**EXERCISE DESCRIPTION**
Please repeat every entry, keeping each one exactly the same.
DATA IN THIS EXERCISE below:
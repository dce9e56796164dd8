use super::core::Repository;
use crate::errors::{RepositoryError, RepositoryResult};
use serde::{Deserialize, Serialize};
use serde_json::{Map, Value, json};

pub const DEFAULT_PAGE_SIZE: u64 = 10;

/// Arguments for [`Repository::find_many_with_pagination`]. Pages start at 1.
#[derive(Debug, Clone, Default, Serialize, Deserialize)]
#[serde(rename_all = "camelCase")]
pub struct PaginationArgs {
    pub page: Option<u64>,
    pub page_size: Option<u64>,
    #[serde(rename = "where")]
    pub filter: Option<Value>,
    pub order_by: Option<Value>,
    pub select: Option<Value>,
    pub include: Option<Value>,
}

impl PaginationArgs {
    pub fn new(page: u64, page_size: u64) -> Self {
        Self {
            page: Some(page),
            page_size: Some(page_size),
            ..Self::default()
        }
    }

    pub fn with_filter(mut self, filter: Value) -> Self {
        self.filter = Some(filter);
        self
    }

    pub fn with_order_by(mut self, order_by: Value) -> Self {
        self.order_by = Some(order_by);
        self
    }

    pub fn with_select(mut self, select: Value) -> Self {
        self.select = Some(select);
        self
    }
}

#[derive(Debug, Clone, PartialEq, Eq, Serialize, Deserialize)]
#[serde(rename_all = "camelCase")]
pub struct PaginationMeta {
    pub page: u64,
    pub page_size: u64,
    pub total: u64,
    pub total_pages: u64,
    pub has_next_page: bool,
    pub has_previous_page: bool,
}

impl PaginationMeta {
    pub fn new(page: u64, page_size: u64, total: u64) -> Self {
        let total_pages = total.div_ceil(page_size);
        Self {
            page,
            page_size,
            total,
            total_pages,
            has_next_page: page < total_pages,
            has_previous_page: page > 1,
        }
    }
}

#[derive(Debug, Clone, Serialize, Deserialize)]
pub struct PaginatedResult {
    pub items: Vec<Value>,
    pub meta: PaginationMeta,
}

impl Repository {
    /// Fetch one page together with the total count. Both queries run concurrently.
    pub async fn find_many_with_pagination(&self, args: PaginationArgs) -> RepositoryResult<PaginatedResult> {
        let page = args.page.filter(|p| *p > 0).unwrap_or(1);
        let page_size = args.page_size.filter(|s| *s > 0).unwrap_or(DEFAULT_PAGE_SIZE);
        let skip = (page - 1).checked_mul(page_size).ok_or_else(|| {
            RepositoryError::Validation(format!("page {page} with page size {page_size} is out of range"))
        })?;

        let mut count_args = Map::new();
        let mut find_args = Map::new();
        if let Some(filter) = args.filter {
            count_args.insert("where".to_string(), filter.clone());
            find_args.insert("where".to_string(), filter);
        }
        for (key, value) in [
            ("orderBy", args.order_by),
            ("select", args.select),
            ("include", args.include),
        ] {
            if let Some(value) = value {
                find_args.insert(key.to_string(), value);
            }
        }
        find_args.insert("skip".to_string(), json!(skip));
        find_args.insert("take".to_string(), json!(page_size));

        let (total, items) = futures::try_join!(
            self.count(Value::Object(count_args)),
            self.find_many(Value::Object(find_args))
        )?;

        Ok(PaginatedResult {
            items,
            meta: PaginationMeta::new(page, page_size, total),
        })
    }

    /// Whether any record matches `filter`. Selects only `id` unless `select` is given.
    pub async fn exists(&self, filter: Value, select: Option<Value>) -> RepositoryResult<bool> {
        let select = select.unwrap_or_else(|| json!({ "id": true }));
        let found = self
            .find_first(json!({ "where": filter, "select": select }))
            .await?;
        Ok(found.is_some())
    }
}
End of DATA IN THIS EXERCISE.
**PROBLEM SOLUTION**
repository dce9e56796164dd8
use super::core::Repository;
use crate::errors::{RepositoryError, RepositoryResult};
use serde::{Deserialize, Serialize};
use serde_json::{Map, Value, json};

pub const DEFAULT_PAGE_SIZE: u64 = 10;

/// Arguments for [`Repository::find_many_with_pagination`]. Pages start at 1.
#[derive(Debug, Clone, Default, Serialize, Deserialize)]
#[serde(rename_all = "camelCase")]
pub struct PaginationArgs {
    pub page: Option<u64>,
    pub page_size: Option<u64>,
    #[serde(rename = "where")]
    pub filter: Option<Value>,
    pub order_by: Option<Value>,
    pub select: Option<Value>,
    pub include: Option<Value>,
}

impl PaginationArgs {
    pub fn new(page: u64, page_size: u64) -> Self {
        Self {
            page: Some(page),
            page_size: Some(page_size),
            ..Self::default()
        }
    }

    pub fn with_filter(mut self, filter: Value) -> Self {
        self.filter = Some(filter);
        self
    }

    pub fn with_order_by(mut self, order_by: Value) -> Self {
        self.order_by = Some(order_by);
        self
    }

    pub fn with_select(mut self, select: Value) -> Self {
        self.select = Some(select);
        self
    }
}

#[derive(Debug, Clone, PartialEq, Eq, Serialize, Deserialize)]
#[serde(rename_all = "camelCase")]
pub struct PaginationMeta {
    pub page: u64,
    pub page_size: u64,
    pub total: u64,
    pub total_pages: u64,
    pub has_next_page: bool,
    pub has_previous_page: bool,
}

impl PaginationMeta {
    pub fn new(page: u64, page_size: u64, total: u64) -> Self {
        let total_pages = total.div_ceil(page_size);
        Self {
            page,
            page_size,
            total,
            total_pages,
            has_next_page: page < total_pages,
            has_previous_page: page > 1,
        }
    }
}

#[derive(Debug, Clone, Serialize, Deserialize)]
pub struct PaginatedResult {
    pub items: Vec<Value>,
    pub meta: PaginationMeta,
}

impl Repository {
    /// Fetch one page together with the total count. Both queries run concurrently.
    pub async fn find_many_with_pagination(&self, args: PaginationArgs) -> RepositoryResult<PaginatedResult> {
        let page = args.page.filter(|p| *p > 0).unwrap_or(1);
        let page_size = args.page_size.filter(|s| *s > 0).unwrap_or(DEFAULT_PAGE_SIZE);
        let skip = (page - 1).checked_mul(page_size).ok_or_else(|| {
            RepositoryError::Validation(format!("page {page} with page size {page_size} is out of range"))
        })?;

        let mut count_args = Map::new();
        let mut find_args = Map::new();
        if let Some(filter) = args.filter {
            count_args.insert("where".to_string(), filter.clone());
            find_args.insert("where".to_string(), filter);
        }
        for (key, value) in [
            ("orderBy", args.order_by),
            ("select", args.select),
            ("include", args.include),
        ] {
            if let Some(value) = value {
                find_args.insert(key.to_string(), value);
            }
        }
        find_args.insert("skip".to_string(), json!(skip));
        find_args.insert("take".to_string(), json!(page_size));

        let (total, items) = futures::try_join!(
            self.count(Value::Object(count_args)),
            self.find_many(Value::Object(find_args))
        )?;

        Ok(PaginatedResult {
            items,
            meta: PaginationMeta::new(page, page_size, total),
        })
    }

    /// Whether any record matches `filter`. Selects only `id` unless `select` is given.
    pub async fn exists(&self, filter: Value, select: Option<Value>) -> RepositoryResult<bool> {
        let select = select.unwrap_or_else(|| json!({ "id": true }));
        let found = self
            .find_first(json!({ "where": filter, "select": select }))
            .await?;
        Ok(found.is_some())
    }
}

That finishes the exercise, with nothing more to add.